• [Required work]
Filter the listing below, copying every line in which the word "registered" appears.

□ □ □ □ □ □ □

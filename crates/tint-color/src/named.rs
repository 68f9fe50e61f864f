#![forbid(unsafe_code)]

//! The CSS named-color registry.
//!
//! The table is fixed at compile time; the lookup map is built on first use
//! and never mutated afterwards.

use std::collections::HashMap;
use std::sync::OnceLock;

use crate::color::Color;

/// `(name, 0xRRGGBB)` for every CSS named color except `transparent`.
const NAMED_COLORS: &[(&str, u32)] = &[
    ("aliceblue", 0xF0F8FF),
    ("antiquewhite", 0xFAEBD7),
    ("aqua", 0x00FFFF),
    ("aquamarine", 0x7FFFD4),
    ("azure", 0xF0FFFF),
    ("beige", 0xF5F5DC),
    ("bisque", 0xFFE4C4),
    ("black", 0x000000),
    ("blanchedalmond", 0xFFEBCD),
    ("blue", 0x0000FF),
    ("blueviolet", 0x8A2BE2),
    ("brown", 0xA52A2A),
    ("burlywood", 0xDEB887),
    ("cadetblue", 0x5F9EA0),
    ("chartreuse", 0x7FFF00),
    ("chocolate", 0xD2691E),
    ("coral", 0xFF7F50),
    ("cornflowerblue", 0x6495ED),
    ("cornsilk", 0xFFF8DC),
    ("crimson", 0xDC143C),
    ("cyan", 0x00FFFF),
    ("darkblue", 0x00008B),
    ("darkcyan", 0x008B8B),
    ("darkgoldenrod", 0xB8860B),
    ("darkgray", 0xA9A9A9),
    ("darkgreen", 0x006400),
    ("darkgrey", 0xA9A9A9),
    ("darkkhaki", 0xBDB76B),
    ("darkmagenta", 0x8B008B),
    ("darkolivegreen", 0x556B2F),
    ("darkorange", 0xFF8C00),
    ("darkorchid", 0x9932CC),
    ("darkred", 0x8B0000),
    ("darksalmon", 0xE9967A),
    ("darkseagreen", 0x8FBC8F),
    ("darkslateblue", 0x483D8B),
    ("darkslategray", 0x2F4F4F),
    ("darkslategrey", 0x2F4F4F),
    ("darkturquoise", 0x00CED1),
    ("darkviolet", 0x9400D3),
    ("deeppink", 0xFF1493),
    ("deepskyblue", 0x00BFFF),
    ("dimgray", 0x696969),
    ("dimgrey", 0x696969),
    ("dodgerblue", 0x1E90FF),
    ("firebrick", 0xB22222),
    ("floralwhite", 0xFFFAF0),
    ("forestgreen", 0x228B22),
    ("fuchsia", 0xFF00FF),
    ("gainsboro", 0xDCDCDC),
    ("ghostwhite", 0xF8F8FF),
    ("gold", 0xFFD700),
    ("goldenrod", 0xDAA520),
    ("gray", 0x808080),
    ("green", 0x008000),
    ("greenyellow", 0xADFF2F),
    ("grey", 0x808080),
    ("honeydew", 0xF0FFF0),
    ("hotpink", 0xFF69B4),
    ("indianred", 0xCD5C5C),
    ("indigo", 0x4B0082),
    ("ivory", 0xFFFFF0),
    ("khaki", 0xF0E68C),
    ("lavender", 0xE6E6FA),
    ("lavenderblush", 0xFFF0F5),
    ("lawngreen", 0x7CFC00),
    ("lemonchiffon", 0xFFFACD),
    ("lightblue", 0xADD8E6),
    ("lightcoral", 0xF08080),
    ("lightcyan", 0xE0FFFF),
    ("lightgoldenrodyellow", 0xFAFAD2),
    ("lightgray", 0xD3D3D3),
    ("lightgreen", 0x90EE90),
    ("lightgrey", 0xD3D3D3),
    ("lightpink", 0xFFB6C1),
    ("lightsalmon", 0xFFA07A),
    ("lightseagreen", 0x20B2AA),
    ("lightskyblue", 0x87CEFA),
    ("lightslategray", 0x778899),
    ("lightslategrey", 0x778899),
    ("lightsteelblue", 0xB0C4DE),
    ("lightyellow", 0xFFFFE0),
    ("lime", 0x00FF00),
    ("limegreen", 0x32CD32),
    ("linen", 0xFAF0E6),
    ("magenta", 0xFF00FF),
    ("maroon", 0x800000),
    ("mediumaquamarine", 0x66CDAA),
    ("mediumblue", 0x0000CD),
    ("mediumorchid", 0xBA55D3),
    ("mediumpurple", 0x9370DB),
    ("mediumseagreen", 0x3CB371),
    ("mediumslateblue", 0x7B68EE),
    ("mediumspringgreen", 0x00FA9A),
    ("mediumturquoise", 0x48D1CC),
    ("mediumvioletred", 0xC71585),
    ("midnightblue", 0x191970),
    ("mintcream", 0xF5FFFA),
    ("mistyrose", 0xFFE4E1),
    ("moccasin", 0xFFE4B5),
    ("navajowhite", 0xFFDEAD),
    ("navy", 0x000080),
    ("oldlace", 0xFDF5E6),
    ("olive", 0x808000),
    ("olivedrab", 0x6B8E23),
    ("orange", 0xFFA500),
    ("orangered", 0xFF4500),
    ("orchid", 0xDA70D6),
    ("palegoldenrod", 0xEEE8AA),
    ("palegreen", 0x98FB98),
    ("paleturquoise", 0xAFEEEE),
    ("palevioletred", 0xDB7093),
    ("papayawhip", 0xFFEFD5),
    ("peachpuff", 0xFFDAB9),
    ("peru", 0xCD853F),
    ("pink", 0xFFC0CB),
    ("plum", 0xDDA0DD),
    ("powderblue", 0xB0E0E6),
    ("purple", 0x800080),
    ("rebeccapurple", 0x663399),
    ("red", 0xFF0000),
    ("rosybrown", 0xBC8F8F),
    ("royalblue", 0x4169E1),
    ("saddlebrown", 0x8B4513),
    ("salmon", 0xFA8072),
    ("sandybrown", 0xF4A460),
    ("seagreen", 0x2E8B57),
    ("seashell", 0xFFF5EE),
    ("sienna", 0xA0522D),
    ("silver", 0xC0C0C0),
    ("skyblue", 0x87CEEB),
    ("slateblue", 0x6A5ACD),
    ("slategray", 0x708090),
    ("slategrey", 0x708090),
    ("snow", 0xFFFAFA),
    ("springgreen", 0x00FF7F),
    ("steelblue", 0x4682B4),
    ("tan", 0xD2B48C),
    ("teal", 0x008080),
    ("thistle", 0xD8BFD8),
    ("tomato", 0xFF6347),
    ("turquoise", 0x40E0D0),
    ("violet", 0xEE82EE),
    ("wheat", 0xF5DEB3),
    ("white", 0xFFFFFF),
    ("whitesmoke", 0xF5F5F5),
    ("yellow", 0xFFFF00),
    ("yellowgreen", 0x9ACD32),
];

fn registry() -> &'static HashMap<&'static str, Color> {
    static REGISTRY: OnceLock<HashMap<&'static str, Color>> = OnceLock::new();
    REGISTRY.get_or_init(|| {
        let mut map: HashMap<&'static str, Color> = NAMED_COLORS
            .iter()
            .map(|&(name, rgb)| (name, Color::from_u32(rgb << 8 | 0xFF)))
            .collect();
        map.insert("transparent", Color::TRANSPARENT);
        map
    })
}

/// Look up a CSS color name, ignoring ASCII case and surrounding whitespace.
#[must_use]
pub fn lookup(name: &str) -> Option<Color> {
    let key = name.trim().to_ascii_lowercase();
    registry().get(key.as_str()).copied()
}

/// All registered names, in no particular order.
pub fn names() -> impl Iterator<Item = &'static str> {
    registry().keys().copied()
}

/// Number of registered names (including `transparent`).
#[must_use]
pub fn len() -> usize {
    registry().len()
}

□ □ □ □ □ □ □

• [Answer space]
/// All registered names, in no particular order.
/// Number of registered names (including `transparent`).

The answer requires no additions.